Ceci dit, il en est conscient et l’auto-dérision est au top. C’est déjà ça. Sa générosité irradie les premiers rangs et une bonne partie des gens présents dans la fosse semble être aveuglément (et sourdement) prête à tout lui pardonner. Pas moi. Docteur Renaud, Mister Renard, En cloque, Marche à l’ombre, les morceaux s’enchainent, portés par des musicos en or qui investissent tout leur talent pour donner de l’emphase au (bout de) souffle rauque de Renard. Régulièrement, le public prend le relais pour permettre au « chanteur » de reposer son organe. Et à chaque fois, cela sonne comme une délivrance. Pour nous comme pour lui… Puis pointe en moi cette désagréable sensation que la foule ne chante plus par entrain, mais par pitié. Après seulement quatre chansons, les places assises autour de moi commencent à se clairsemer, certaines personnes préférant quitter la salle plutôt que de subir encore deux heures de ce qui commence à se dessiner comme la pire expérience scénique à laquelle il me fut donné d’assister. Des « bon courage » sont lancés à ceux qui décident de rester.

À chaque intervention parlée de Renaud, l’agacement d’une dame derrière moi se fait entendre : « Qu’est-ce qu’y dit ? Je comprends pas c’qu’y dit… ». OK, on sait où on est et l’acoustique est pourrie, c’est un fait. Mais quand même… Pour ma part, j’arrive entre autre à suivre les propos de l’artiste grâce au compte-rendu de son concert d’octobre, qui git sur mes genoux. Tout y est identique – à part semble-t-il la qualité de la performance –, de la setlist aux piques humoristiques du chanteur. À l’incapacité technique vient donc s’ajouter l’absence de spontanéité.

Franchement, je savais que ça allait être difficile, mais j’y suis allé armé de mon âme de gamin et de mon coeur d’artichaut. J’adore – j’adule – le bonhomme depuis toujours, j’étais prêt à pardonner beaucoup et je m’étais préparé au pire. Mais je ne m’attendais pas à ce que le pire, ce soit ça… Tout est faux, même les passages qui sont de base monocordes, chaque mot est un râle graveleux, me faisant l’effet rugueux du verre pilé que frotteraient vigoureusement de tous petits êtres directement sur mes tympans. On a du mal à comprendre les paroles de chansons qu’on connaît pourtant par coeur, une diction laborieuse atrophiant les fins de phrases, avalant certaines syllabes dans un vortex.

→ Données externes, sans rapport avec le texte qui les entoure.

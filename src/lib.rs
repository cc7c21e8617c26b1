//! # kiln-link: Kiln Client Library
//!
//! A client library for connecting to Kiln fine-tuning servers. Provides
//! training-job management over HTTP with a session cache that keeps
//! dashboard views consistent without manual refresh plumbing.
//!
//! ## Features
//!
//! - **Job Management**: Create, update, start, pause and stop training jobs
//! - **Session Cache**: Keyed cache with change notifications and staleness tracking
//! - **Query Deduplication**: Concurrent reads of the same key share one request
//! - **Live Watches**: Poll job status and logs on an interval, pushed as snapshots
//! - **Authentication**: JWT token and HTTP Basic support, static or async-resolved
//! - **Connection Pooling**: Automatic HTTP connection reuse
//! - **Configurable Timeouts**: Per-operation timeout configuration
//!
//! ## Quick Start
//!
//! ```rust,no_run
//! use kiln_link::{KilnLinkClient, CreateJobRequest};
//!
//! #[tokio::main]
//! async fn main() -> Result<(), Box<dyn std::error::Error>> {
//!     // Build a client with custom configuration
//!     let client = KilnLinkClient::builder()
//!         .base_url("http://localhost:8000")
//!         .timeout(std::time::Duration::from_secs(30))
//!         .build()?;
//!
//!     // Create and start a training job
//!     let job = client
//!         .jobs()
//!         .create(CreateJobRequest::new("bedtime-stories", "llama-3-8b"))
//!         .await?;
//!     let job = client.jobs().start(job.id).await?;
//!     println!("Job {} is {}", job.id, job.status);
//!
//!     // Watch its logs, polled every two seconds
//!     let mut watch = client.jobs().watch_logs(job.id).await;
//!     while let Some(snapshot) = watch.next().await {
//!         println!("log snapshot: {:?}", snapshot.value);
//!     }
//!
//!     Ok(())
//! }
//! ```
//!
//! ## Authentication
//!
//! ```rust,no_run
//! use kiln_link::{AuthProvider, KilnLinkClient};
//!
//! # async fn example() -> Result<(), Box<dyn std::error::Error>> {
//! // Using JWT token
//! let client = KilnLinkClient::builder()
//!     .base_url("http://localhost:8000")
//!     .jwt_token("your-jwt-token")
//!     .build()?;
//!
//! // Using HTTP Basic credentials
//! let client = KilnLinkClient::builder()
//!     .base_url("http://localhost:8000")
//!     .auth(AuthProvider::basic_auth("alice".to_string(), "secret".to_string()))
//!     .build()?;
//! # Ok(())
//! # }
//! ```

pub mod auth;
pub mod cache;
pub mod client;
pub mod error;
pub mod jobs;
pub mod keys;
pub mod models;
pub mod mutation;
pub mod query;
pub mod timeouts;
pub mod transport;
pub mod watch;

// Re-export main types for convenience
pub use auth::{ArcDynAuthProvider, AuthProvider, DynamicAuthProvider};
pub use cache::{CacheEntry, CacheStore, CacheSubscription};
pub use client::{KilnLinkClient, KilnLinkClientBuilder};
pub use error::{KilnLinkError, Result};
pub use jobs::{JobsApi, DEFAULT_LOG_POLL_INTERVAL_MS};
pub use keys::{KeyPart, QueryKey};
pub use models::{
    CostEstimate, CreateJobRequest, EstimateRequest, HealthCheckResponse, Hyperparameters,
    JobLogs, JobStatus, LogLine, LoginRequest, LoginResponse, TrainingJob, UpdateJobRequest,
    UploadFile, UploadResponse, UploadedFileInfo,
};
pub use mutation::MutationRunner;
pub use query::{fetch_fn, FetchFn, QueryOptions, QueryRunner};
pub use timeouts::KilnLinkTimeouts;
pub use transport::{ApiRequest, ApiTransport, HttpMethod, HttpTransport};
pub use watch::QueryWatch;

/// Library version
pub const VERSION: &str = env!("CARGO_PKG_VERSION");
//! Request body for authentication.

use serde::{Deserialize, Serialize};

/// Payload for `POST /auth/login`.
#[derive(Debug, Clone, Serialize, Deserialize)]
pub struct LoginRequest {
    /// Account username
    pub username: String,

    /// Account password
    pub password: String,
}

impl LoginRequest {
    pub fn new(username: impl Into<String>, password: impl Into<String>) -> Self {
        Self {
            username: username.into(),
            password: password.into(),
        }
    }
}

Le concert m’évoque un chemin de croix dont chaque morceau serait une pénitence. Je commence à me demander qui de nous deux tiendra le plus longtemps, Renaud ou moi ? Et pensez bien que ça me fend le coeur de l’écrire…

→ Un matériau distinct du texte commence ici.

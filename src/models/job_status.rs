//! Lifecycle status of a training job.

use serde::{Deserialize, Serialize};

/// Lifecycle status of a [`TrainingJob`](crate::models::TrainingJob).
///
/// Transitions are server-authoritative: the client requests `start`,
/// `pause`, or `stop` and learns the resulting state by re-fetching. The
/// server-side state machine is
/// `created → queued → running → {paused, completed, failed, stopped}`,
/// with `paused → running` (resume) and `paused → stopped` as the only
/// paths out of `paused`.
#[derive(Debug, Clone, Copy, PartialEq, Eq, Serialize, Deserialize)]
#[serde(rename_all = "snake_case")]
pub enum JobStatus {
    /// Configured but never started
    Created,
    /// Accepted for execution, waiting for capacity
    Queued,
    /// Training in progress
    Running,
    /// Suspended by request; resumable
    Paused,
    /// Finished successfully
    Completed,
    /// Finished with an error (see the job's `failure_reason`)
    Failed,
    /// Terminated by request
    Stopped,
}

impl JobStatus {
    /// True for states a job can never leave.
    pub fn is_terminal(&self) -> bool {
        matches!(self, Self::Completed | Self::Failed | Self::Stopped)
    }

    /// True while the server is holding or consuming compute for the job.
    pub fn is_active(&self) -> bool {
        matches!(self, Self::Queued | Self::Running)
    }
}

impl std::fmt::Display for JobStatus {
    fn fmt(&self, f: &mut std::fmt::Formatter<'_>) -> std::fmt::Result {
        let s = match self {
            Self::Created => "created",
            Self::Queued => "queued",
            Self::Running => "running",
            Self::Paused => "paused",
            Self::Completed => "completed",
            Self::Failed => "failed",
            Self::Stopped => "stopped",
        };
        write!(f, "{}", s)
    }
}

#[cfg(test)]
mod tests {
    use super::*;

    #[test]
    fn test_status_serializes_snake_case() {
        assert_eq!(serde_json::to_string(&JobStatus::Running).unwrap(), "\"running\"");
        assert_eq!(serde_json::to_string(&JobStatus::Queued).unwrap(), "\"queued\"");

        let parsed: JobStatus = serde_json::from_str("\"stopped\"").unwrap();
        assert_eq!(parsed, JobStatus::Stopped);
    }

    #[test]
    fn test_terminal_states() {
        assert!(JobStatus::Completed.is_terminal());
        assert!(JobStatus::Failed.is_terminal());
        assert!(JobStatus::Stopped.is_terminal());
        assert!(!JobStatus::Running.is_terminal());
        assert!(!JobStatus::Paused.is_terminal());
    }

    #[test]
    fn test_active_states() {
        assert!(JobStatus::Queued.is_active());
        assert!(JobStatus::Running.is_active());
        assert!(!JobStatus::Created.is_active());
        assert!(!JobStatus::Paused.is_active());
    }

    #[test]
    fn test_display_matches_wire_format() {
        assert_eq!(JobStatus::Running.to_string(), "running");
        assert_eq!(JobStatus::Created.to_string(), "created");
    }
}
//! Server acknowledgement for file uploads.
//!
//! The upload endpoint answers in camelCase, unlike the rest of the API.

use serde::{Deserialize, Serialize};

/// Result of `POST /training-jobs/{id}/files`.
#[derive(Debug, Clone, PartialEq, Serialize, Deserialize)]
pub struct UploadResponse {
    /// Human-readable summary, e.g. "2 files uploaded"
    pub message: String,

    /// Per-file details in upload order
    #[serde(default)]
    pub files: Vec<UploadedFileInfo>,
}

/// Server-side record of one uploaded file.
#[derive(Debug, Clone, PartialEq, Serialize, Deserialize)]
pub struct UploadedFileInfo {
    /// File name as submitted
    #[serde(rename = "originalName")]
    pub original_name: String,

    /// Stored size in bytes
    pub size: u64,

    /// MIME type the server recorded
    #[serde(rename = "type")]
    pub file_type: String,

    /// First bytes of the content, when the server returns one
    #[serde(rename = "contentPreview", skip_serializing_if = "Option::is_none")]
    pub content_preview: Option<String>,
}

impl UploadResponse {
    /// Number of files the server accepted.
    pub fn file_count(&self) -> usize {
        self.files.len()
    }
}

Que s’est-il passé depuis novembre 2016, alors que ses prestations semblaient de bien meilleure facture ? Est-ce vraiment le même Renaud que j’ai sous les yeux ? Lui qui reconnaissait avoir repris la boisson en février dans une interview à Paris-Match… Doit-on y voir un lien de cause à effet ? Je ne m’aventurerai pas sur cette pente glissante, mais difficile tout de même de ne pas penser que le Renard n’est jamais bien loin…

Tant mieux si le retour de Renaud lui a permis de sortir la tête de l’eau. Sincèrement, j’en suis très heureux. Et tant mieux si une partie du public est au rendez-vous. Mais il s’agit d’un concert, pas d’un crowdfunding pour financer sa thérapie de groupe. Alors que le chanteur introduit Ta batterie, la chanson qui lui a redonné goût à l’écriture il y a un an et demi, son organe commence à défaillir de plus belle: « Y a ma voix qui se barre ». Sorry, mon gars, moi aussi je me barre…

Ce soir, tu as brisé quelque chose en moi, Renaud. Ce soir, j’ai perdu un morceau de mon enfance.